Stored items

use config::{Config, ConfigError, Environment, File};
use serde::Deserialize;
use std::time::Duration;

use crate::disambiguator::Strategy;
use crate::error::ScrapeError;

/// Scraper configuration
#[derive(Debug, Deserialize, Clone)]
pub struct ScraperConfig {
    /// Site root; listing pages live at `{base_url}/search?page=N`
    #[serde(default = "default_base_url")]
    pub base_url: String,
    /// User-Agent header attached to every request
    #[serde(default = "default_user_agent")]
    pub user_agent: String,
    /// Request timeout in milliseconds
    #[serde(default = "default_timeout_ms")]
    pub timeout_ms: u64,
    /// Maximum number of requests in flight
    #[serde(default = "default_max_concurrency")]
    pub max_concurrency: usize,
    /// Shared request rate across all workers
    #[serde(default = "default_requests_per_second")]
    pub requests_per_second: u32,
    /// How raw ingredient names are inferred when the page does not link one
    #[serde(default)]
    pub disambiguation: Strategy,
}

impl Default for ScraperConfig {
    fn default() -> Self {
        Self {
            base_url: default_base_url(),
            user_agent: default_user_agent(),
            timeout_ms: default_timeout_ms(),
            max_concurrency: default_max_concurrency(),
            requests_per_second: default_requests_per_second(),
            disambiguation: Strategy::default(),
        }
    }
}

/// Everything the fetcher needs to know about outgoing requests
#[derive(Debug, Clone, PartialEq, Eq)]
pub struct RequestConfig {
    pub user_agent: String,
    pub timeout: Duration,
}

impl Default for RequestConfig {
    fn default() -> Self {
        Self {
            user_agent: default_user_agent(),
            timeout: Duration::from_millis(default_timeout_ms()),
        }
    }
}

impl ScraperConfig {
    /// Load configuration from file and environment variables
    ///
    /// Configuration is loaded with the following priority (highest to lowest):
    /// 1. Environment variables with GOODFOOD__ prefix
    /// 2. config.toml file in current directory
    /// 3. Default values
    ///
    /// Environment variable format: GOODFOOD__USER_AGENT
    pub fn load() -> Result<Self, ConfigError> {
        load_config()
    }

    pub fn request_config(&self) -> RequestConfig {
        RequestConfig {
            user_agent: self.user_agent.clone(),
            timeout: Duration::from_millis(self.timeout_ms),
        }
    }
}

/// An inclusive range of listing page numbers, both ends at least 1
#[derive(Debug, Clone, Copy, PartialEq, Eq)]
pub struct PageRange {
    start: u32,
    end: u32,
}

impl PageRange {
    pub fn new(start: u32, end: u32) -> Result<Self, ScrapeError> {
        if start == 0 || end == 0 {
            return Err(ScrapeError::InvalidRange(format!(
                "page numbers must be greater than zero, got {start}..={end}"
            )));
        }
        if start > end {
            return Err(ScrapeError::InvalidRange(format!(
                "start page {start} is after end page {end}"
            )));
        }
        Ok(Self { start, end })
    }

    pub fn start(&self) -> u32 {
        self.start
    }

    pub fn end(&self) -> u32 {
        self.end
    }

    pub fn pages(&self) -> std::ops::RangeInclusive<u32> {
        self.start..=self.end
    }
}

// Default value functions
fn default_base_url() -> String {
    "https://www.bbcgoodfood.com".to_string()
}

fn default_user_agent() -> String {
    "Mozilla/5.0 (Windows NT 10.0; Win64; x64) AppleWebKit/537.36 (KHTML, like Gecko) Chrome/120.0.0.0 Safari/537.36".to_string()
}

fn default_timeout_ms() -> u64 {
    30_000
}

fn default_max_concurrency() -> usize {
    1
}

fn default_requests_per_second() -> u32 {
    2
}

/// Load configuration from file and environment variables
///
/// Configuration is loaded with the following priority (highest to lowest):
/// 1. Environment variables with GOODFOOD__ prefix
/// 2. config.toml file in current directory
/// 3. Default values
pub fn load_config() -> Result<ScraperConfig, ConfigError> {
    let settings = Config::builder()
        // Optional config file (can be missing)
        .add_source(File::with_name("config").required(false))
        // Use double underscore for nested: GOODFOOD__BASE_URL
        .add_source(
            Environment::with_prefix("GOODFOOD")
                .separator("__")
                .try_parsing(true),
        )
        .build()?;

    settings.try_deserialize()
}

--

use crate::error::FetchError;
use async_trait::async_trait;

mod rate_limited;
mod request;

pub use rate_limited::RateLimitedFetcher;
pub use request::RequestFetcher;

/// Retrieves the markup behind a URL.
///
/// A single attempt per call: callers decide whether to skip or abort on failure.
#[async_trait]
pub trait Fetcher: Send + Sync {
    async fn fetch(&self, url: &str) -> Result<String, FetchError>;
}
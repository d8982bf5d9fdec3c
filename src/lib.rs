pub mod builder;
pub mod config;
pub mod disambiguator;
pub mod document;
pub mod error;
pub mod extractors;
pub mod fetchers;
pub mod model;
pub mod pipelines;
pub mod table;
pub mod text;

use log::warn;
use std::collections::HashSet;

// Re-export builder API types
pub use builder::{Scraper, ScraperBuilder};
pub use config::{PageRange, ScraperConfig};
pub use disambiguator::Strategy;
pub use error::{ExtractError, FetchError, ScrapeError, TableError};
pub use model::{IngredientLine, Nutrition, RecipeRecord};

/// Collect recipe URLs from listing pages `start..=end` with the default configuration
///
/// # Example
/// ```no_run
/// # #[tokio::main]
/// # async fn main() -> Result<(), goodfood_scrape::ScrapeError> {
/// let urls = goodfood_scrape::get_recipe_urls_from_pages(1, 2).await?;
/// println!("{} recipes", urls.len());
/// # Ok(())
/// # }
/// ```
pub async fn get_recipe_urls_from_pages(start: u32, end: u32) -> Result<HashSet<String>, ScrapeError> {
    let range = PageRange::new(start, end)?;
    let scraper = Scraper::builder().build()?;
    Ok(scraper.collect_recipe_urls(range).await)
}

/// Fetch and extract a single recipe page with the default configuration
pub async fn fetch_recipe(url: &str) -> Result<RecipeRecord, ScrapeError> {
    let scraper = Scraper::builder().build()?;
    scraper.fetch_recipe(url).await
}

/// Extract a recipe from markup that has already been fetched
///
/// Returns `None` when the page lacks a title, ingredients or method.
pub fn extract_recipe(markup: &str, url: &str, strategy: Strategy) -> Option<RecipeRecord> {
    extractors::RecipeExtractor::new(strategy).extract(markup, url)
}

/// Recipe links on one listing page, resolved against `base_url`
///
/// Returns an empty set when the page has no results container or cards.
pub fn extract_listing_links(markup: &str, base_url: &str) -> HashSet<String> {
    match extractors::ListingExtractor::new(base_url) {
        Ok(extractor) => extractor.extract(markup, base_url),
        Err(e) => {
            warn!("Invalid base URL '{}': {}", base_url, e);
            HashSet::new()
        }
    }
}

* * *

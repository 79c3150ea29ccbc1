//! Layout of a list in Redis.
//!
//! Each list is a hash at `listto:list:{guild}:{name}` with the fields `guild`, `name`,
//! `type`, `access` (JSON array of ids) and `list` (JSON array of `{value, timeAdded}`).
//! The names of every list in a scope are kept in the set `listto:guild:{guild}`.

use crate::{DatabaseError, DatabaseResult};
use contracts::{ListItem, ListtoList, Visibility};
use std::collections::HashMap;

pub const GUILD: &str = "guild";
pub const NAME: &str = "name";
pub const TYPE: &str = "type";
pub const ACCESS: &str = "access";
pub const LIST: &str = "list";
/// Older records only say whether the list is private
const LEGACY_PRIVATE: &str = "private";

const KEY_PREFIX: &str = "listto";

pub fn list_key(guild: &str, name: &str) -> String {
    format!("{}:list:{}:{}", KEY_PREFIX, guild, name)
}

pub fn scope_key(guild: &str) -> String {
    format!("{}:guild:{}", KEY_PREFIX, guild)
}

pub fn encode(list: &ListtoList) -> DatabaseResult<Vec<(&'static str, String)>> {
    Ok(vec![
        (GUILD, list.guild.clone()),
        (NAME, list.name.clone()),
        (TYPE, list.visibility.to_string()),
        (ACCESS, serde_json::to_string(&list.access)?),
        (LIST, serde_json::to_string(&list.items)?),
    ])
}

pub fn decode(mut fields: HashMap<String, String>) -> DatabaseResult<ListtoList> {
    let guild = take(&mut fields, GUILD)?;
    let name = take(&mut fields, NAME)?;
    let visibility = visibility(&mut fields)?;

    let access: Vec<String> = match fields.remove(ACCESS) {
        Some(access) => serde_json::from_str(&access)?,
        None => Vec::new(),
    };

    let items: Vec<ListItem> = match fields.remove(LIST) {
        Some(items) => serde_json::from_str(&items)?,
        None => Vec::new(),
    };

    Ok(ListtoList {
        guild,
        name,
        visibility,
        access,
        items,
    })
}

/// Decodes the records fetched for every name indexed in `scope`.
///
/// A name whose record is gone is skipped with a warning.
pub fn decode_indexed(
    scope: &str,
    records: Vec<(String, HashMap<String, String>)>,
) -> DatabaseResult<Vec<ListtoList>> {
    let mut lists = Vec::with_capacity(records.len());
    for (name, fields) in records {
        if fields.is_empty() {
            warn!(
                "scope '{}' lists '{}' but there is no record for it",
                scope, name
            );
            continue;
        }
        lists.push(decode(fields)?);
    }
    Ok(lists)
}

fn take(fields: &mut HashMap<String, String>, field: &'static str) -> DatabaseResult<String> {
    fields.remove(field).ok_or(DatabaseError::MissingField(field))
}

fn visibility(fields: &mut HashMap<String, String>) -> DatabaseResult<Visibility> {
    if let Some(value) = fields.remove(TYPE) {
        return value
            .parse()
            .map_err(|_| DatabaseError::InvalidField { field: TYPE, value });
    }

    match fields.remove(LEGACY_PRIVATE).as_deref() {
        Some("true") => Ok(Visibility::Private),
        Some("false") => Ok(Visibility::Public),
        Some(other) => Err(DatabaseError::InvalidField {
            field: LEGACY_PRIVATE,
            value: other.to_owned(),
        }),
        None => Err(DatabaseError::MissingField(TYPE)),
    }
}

Activity>
Show all lines in the records above that hold "names".

Result of the task>
    /// How raw ingredient names are inferred when the page does not link one
//! The names of every list in a scope are kept in the set `listto:guild:{guild}`.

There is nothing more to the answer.